● **PROBLEM DETAILS**
Report how many lines below contain the word "table", and give only that number.

'''

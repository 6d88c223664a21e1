use serde::{Deserialize, Serialize};
use serde_json::{Map, Value};
use std::fmt;

// ============================================================================
// Identifier Sentinels
// ============================================================================

/// Identifier values that importers emit when the source row had no id.
pub const MISSING_ID_SENTINELS: &[&str] = &["", "null", "undefined"];

/// Map key used for nodes whose document carries no identifier at all.
pub const NULL_ID_KEY: &str = "null";

pub fn is_missing_identifier(raw: Option<&str>) -> bool {
    match raw {
        None => true,
        Some(value) => MISSING_ID_SENTINELS.contains(&value.trim()),
    }
}

// ============================================================================
// Node Schema
// ============================================================================

/// A graph vertex read from the `nodes` table.
#[derive(Debug, Clone, PartialEq, Serialize, Deserialize)]
pub struct Node {
    /// SQLite rowid of the backing document
    pub row_id: i64,
    /// Identifier as stored, `None` when the document has no `id`
    pub raw_id: Option<String>,
    /// `node_type` exactly as declared in the document
    pub declared_type: Option<String>,
    pub kind: NodeKind,
    pub title: Option<String>,
    pub description: Option<String>,
}

/// Closed set of node variants, each carrying only the fields its
/// identifier rule reads.
#[derive(Debug, Clone, PartialEq, Eq, Serialize, Deserialize)]
#[serde(tag = "kind", rename_all = "kebab-case")]
pub enum NodeKind {
    Metadata {
        version: Option<String>,
    },
    Directive {
        category: Option<String>,
        version: Option<String>,
        /// Source-system key, used when the document lost its `id`
        directive_id: Option<String>,
    },
    LexiconTerm {
        lexicon_version: Option<String>,
        version: Option<String>,
    },
    Unknown {
        category: Option<String>,
    },
}

impl NodeKind {
    pub fn as_str(&self) -> &'static str {
        match self {
            NodeKind::Metadata { .. } => "metadata",
            NodeKind::Directive { .. } => "directive",
            NodeKind::LexiconTerm { .. } => "lexicon-term",
            NodeKind::Unknown { .. } => "unknown",
        }
    }
}

impl fmt::Display for NodeKind {
    fn fmt(&self, f: &mut fmt::Formatter) -> fmt::Result {
        f.write_str(self.as_str())
    }
}

impl Node {
    /// Classify a stored JSON document into a typed node.
    pub fn from_document(row_id: i64, body: &Value) -> Self {
        let raw_id = identifier_field(body, &["id"]);
        let declared_type = string_field(body, &["node_type", "type"]);
        let category = string_field(body, &["category"]);
        let version = present_field(body, &["version", "directive_version", "cda_version"]);

        let kind = match declared_type.as_deref().map(normalize_type) {
            Some(ref t) if t == "metadata" => NodeKind::Metadata { version },
            Some(ref t) if DIRECTIVE_TYPES.contains(&t.as_str()) => {
                NodeKind::Directive {
                    category,
                    version,
                    directive_id: present_field(body, &["directive_id"]),
                }
            }
            Some(ref t) if LEXICON_TYPES.contains(&t.as_str()) => NodeKind::LexiconTerm {
                lexicon_version: present_field(body, &["lexicon_version", "cl_version"]),
                version,
            },
            _ => NodeKind::Unknown { category },
        };

        Node {
            row_id,
            raw_id,
            declared_type,
            kind,
            title: string_field(body, &["title"]),
            description: string_field(body, &["description"]),
        }
    }

    /// Key under which this node appears in a transformation map.
    pub fn old_key(&self) -> &str {
        self.raw_id.as_deref().unwrap_or(NULL_ID_KEY)
    }

    pub fn has_usable_id(&self) -> bool {
        !is_missing_identifier(self.raw_id.as_deref())
    }

    pub fn category(&self) -> Option<&str> {
        match &self.kind {
            NodeKind::Directive { category, .. } | NodeKind::Unknown { category } => {
                category.as_deref()
            }
            _ => None,
        }
    }

    /// Declared type label used for grouping in reports.
    pub fn type_label(&self) -> &str {
        self.declared_type.as_deref().unwrap_or("untyped")
    }
}

const DIRECTIVE_TYPES: &[&str] = &["directive", "cip", "cep", "cdp"];
const LEXICON_TYPES: &[&str] = &["lexicon-term", "lexicon_term", "term"];

fn normalize_type(raw: &str) -> String {
    raw.trim().to_lowercase()
}

fn string_field(body: &Value, keys: &[&str]) -> Option<String> {
    keys.iter()
        .filter_map(|key| body.get(*key))
        .find_map(|value| value.as_str())
        .map(|s| s.trim().to_string())
        .filter(|s| !s.is_empty())
}

fn identifier_field(body: &Value, keys: &[&str]) -> Option<String> {
    keys.iter()
        .filter_map(|key| body.get(*key))
        .find_map(|value| match value {
            Value::String(s) => Some(s.clone()),
            Value::Number(n) => Some(n.to_string()),
            _ => None,
        })
}

fn present_field(body: &Value, keys: &[&str]) -> Option<String> {
    identifier_field(body, keys)
        .map(|v| v.trim().to_string())
        .filter(|v| !is_missing_identifier(Some(v.as_str())))
}

// ============================================================================
// Edge Schema
// ============================================================================

/// A directed relation read from the `edges` table.
#[derive(Debug, Clone, PartialEq, Eq, Serialize, Deserialize)]
pub struct Edge {
    pub row_id: i64,
    pub source: String,
    pub target: String,
    /// `properties.type`
    pub edge_type: Option<String>,
}

// ============================================================================
// Import Documents
// ============================================================================

/// On-disk graph export: raw node documents plus edges.
#[derive(Debug, Clone, Default, Serialize, Deserialize)]
pub struct GraphDocument {
    #[serde(default)]
    pub nodes: Vec<Value>,
    #[serde(default)]
    pub edges: Vec<EdgeDocument>,
}

#[derive(Debug, Clone, Serialize, Deserialize)]
pub struct EdgeDocument {
    pub source: String,
    pub target: String,
    #[serde(default = "empty_properties")]
    pub properties: Value,
}

fn empty_properties() -> Value {
    Value::Object(Map::new())
}
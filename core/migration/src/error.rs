use std::path::PathBuf;
use thiserror::Error;

use crate::migration::MigrationOutcome;

pub type Result<T> = std::result::Result<T, MigrationError>;

/// Pipeline stage a failure is attributed to.
#[derive(Debug, Clone, Copy, PartialEq, Eq)]
pub enum Stage {
    Analyze,
    Cleanup,
    NodeRewrite,
    EdgeRewrite,
    Verify,
    Import,
}

impl Stage {
    pub fn as_str(&self) -> &'static str {
        match self {
            Stage::Analyze => "analyze",
            Stage::Cleanup => "dangling-cleanup",
            Stage::NodeRewrite => "node-rewrite",
            Stage::EdgeRewrite => "edge-rewrite",
            Stage::Verify => "verify",
            Stage::Import => "import",
        }
    }
}

impl std::fmt::Display for Stage {
    fn fmt(&self, f: &mut std::fmt::Formatter) -> std::fmt::Result {
        f.write_str(self.as_str())
    }
}

#[derive(Debug, Error)]
pub enum MigrationError {
    /// The store file could not be opened or initialized.
    #[error("cannot open graph store at {path}: {source}")]
    Connection {
        path: PathBuf,
        #[source]
        source: rusqlite::Error,
    },

    /// A computed identifier matched none of the naming grammars.
    #[error("identifier '{candidate}' computed for node '{old_id}' ({node_type}) fails the naming grammar")]
    InvalidIdentifier {
        old_id: String,
        candidate: String,
        node_type: String,
    },

    #[error("{dangling} dangling edge(s) remain after migration")]
    ReferentialIntegrity { dangling: usize },

    #[error("{count} node identifier(s) fail the naming grammar after migration")]
    FormatCompliance { count: usize },

    /// A write inside the mutation transaction failed; nothing was persisted.
    #[error("transaction aborted during {stage}{}: {source}", identifier_suffix(.identifier))]
    Transaction {
        stage: Stage,
        identifier: Option<String>,
        #[source]
        source: rusqlite::Error,
    },

    /// Two distinct nodes would end up sharing an identifier.
    #[error("{count} identifier collision(s) in transformation map (first: '{first}')")]
    MappingCollision { count: usize, first: String },

    /// Distinct nodes already share an identifier, so edges cannot be told apart.
    #[error("{count} identifier(s) held by more than one node before migration (first: '{first}')")]
    DuplicateIdentifier { count: usize, first: String },

    /// The mutation committed, then the store failed verification.
    #[error("changes committed but verification failed: {source}")]
    VerificationFailed {
        outcome: Box<MigrationOutcome>,
        #[source]
        source: Box<MigrationError>,
    },

    #[error("backup verification failed for {path}: {reason}")]
    Backup { path: PathBuf, reason: String },

    #[error("invalid configuration: {0}")]
    Config(String),

    #[error("store query failed during {stage}: {source}")]
    Store {
        stage: Stage,
        #[source]
        source: rusqlite::Error,
    },

    #[error("JSON error: {0}")]
    Json(#[from] serde_json::Error),

    #[error("I/O error on {path}: {source}")]
    Io {
        path: PathBuf,
        #[source]
        source: std::io::Error,
    },
}

fn identifier_suffix(identifier: &Option<String>) -> String {
    match identifier {
        Some(id) => format!(" (identifier '{}')", id),
        None => String::new(),
    }
}

impl MigrationError {
    pub(crate) fn store(stage: Stage) -> impl FnOnce(rusqlite::Error) -> Self {
        move |source| MigrationError::Store { stage, source }
    }

    pub(crate) fn transaction(
        stage: Stage,
        identifier: Option<&str>,
    ) -> impl FnOnce(rusqlite::Error) -> Self {
        let identifier = identifier.map(str::to_string);
        move |source| MigrationError::Transaction {
            stage,
            identifier,
            source,
        }
    }
}

#[cfg(test)]
mod tests {
    use super::*;

    #[test]
    fn test_transaction_error_names_stage_and_identifier() {
        let err = MigrationError::transaction(Stage::NodeRewrite, Some("cip-1"))(
            rusqlite::Error::QueryReturnedNoRows,
        );
        let message = err.to_string();
        assert!(message.contains("node-rewrite"));
        assert!(message.contains("identifier 'cip-1'"));
    }
}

'''

● **EXPECTED ANSWER**
2